### TRY IT
Quote every line from the top of the listing down to and including the line that contains "by the binaries".

BEGIN

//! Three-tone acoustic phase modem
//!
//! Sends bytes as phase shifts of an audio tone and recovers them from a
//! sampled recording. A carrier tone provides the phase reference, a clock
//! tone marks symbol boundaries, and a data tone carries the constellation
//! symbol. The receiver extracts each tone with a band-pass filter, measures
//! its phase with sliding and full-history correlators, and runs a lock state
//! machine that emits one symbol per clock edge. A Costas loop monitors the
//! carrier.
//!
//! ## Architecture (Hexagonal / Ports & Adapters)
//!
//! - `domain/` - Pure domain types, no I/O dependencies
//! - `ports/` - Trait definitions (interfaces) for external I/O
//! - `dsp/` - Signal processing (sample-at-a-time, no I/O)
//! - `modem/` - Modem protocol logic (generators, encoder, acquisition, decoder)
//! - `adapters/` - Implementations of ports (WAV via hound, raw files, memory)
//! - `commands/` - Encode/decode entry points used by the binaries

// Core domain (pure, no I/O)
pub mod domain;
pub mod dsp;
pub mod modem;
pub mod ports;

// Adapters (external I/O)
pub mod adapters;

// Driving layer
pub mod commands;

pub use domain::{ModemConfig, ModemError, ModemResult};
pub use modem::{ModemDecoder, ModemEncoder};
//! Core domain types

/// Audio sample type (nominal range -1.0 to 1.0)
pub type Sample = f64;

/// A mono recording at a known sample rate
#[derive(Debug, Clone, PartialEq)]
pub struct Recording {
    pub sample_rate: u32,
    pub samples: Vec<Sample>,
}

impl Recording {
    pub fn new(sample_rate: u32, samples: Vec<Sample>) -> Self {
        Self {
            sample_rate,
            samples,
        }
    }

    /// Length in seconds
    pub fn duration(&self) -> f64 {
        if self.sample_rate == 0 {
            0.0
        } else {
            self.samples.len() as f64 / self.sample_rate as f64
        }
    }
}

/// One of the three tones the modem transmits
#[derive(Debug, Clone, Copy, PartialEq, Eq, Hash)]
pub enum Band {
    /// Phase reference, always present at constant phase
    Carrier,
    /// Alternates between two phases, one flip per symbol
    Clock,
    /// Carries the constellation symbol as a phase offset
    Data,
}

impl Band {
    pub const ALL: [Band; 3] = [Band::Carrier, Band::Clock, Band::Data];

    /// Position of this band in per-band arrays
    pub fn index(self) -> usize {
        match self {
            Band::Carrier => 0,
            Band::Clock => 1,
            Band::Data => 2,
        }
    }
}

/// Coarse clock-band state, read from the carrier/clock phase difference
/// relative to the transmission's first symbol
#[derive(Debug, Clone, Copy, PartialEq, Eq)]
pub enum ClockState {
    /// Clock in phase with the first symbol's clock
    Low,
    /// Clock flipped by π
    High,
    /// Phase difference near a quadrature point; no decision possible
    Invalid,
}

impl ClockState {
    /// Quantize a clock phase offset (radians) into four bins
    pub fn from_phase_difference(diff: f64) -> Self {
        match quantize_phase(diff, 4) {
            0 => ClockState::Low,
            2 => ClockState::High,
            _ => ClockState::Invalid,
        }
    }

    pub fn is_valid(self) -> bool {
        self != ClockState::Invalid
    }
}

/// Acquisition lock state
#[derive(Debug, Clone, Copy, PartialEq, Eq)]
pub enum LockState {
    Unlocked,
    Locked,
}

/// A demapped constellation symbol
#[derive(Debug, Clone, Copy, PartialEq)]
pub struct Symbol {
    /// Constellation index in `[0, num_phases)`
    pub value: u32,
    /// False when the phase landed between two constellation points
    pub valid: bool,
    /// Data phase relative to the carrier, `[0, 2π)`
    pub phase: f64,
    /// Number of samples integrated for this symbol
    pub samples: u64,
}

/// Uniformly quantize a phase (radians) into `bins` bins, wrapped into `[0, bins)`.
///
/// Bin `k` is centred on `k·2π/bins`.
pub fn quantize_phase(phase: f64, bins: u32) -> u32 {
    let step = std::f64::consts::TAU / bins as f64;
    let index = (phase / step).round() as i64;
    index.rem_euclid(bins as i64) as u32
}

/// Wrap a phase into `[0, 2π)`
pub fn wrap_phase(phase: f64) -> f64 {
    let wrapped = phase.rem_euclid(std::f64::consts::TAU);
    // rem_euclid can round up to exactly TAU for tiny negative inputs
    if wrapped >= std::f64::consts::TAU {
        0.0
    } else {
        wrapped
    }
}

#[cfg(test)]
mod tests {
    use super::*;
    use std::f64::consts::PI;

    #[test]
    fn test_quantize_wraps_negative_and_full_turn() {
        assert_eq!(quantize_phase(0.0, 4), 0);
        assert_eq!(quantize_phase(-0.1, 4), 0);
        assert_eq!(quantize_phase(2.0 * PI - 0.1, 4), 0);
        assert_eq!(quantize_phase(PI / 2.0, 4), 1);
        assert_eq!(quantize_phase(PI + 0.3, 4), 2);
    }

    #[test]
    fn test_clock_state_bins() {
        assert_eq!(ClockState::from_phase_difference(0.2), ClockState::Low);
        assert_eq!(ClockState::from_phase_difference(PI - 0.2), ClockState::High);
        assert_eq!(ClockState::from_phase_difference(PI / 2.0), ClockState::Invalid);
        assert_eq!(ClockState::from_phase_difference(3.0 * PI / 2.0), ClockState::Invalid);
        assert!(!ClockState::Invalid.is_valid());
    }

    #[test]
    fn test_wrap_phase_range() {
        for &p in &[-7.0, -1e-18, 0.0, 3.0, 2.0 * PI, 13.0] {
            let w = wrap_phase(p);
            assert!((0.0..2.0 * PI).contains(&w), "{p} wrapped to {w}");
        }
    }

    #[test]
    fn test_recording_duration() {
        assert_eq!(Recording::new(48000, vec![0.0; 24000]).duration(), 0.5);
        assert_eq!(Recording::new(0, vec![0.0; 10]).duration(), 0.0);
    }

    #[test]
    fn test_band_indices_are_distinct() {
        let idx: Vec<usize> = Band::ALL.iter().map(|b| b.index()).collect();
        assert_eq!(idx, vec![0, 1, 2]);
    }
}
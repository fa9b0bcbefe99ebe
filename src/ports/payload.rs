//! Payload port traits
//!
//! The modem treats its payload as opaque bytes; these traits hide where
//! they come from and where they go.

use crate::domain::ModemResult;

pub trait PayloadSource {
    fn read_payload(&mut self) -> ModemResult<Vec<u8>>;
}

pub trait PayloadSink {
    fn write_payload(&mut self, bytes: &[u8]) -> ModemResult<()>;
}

END

### PROBLEM SOLUTION
//! Three-tone acoustic phase modem
//!
//! Sends bytes as phase shifts of an audio tone and recovers them from a
//! sampled recording. A carrier tone provides the phase reference, a clock
//! tone marks symbol boundaries, and a data tone carries the constellation
//! symbol. The receiver extracts each tone with a band-pass filter, measures
//! its phase with sliding and full-history correlators, and runs a lock state
//! machine that emits one symbol per clock edge. A Costas loop monitors the
//! carrier.
//!
//! ## Architecture (Hexagonal / Ports & Adapters)
//!
//! - `domain/` - Pure domain types, no I/O dependencies
//! - `ports/` - Trait definitions (interfaces) for external I/O
//! - `dsp/` - Signal processing (sample-at-a-time, no I/O)
//! - `modem/` - Modem protocol logic (generators, encoder, acquisition, decoder)
//! - `adapters/` - Implementations of ports (WAV via hound, raw files, memory)
//! - `commands/` - Encode/decode entry points used by the binaries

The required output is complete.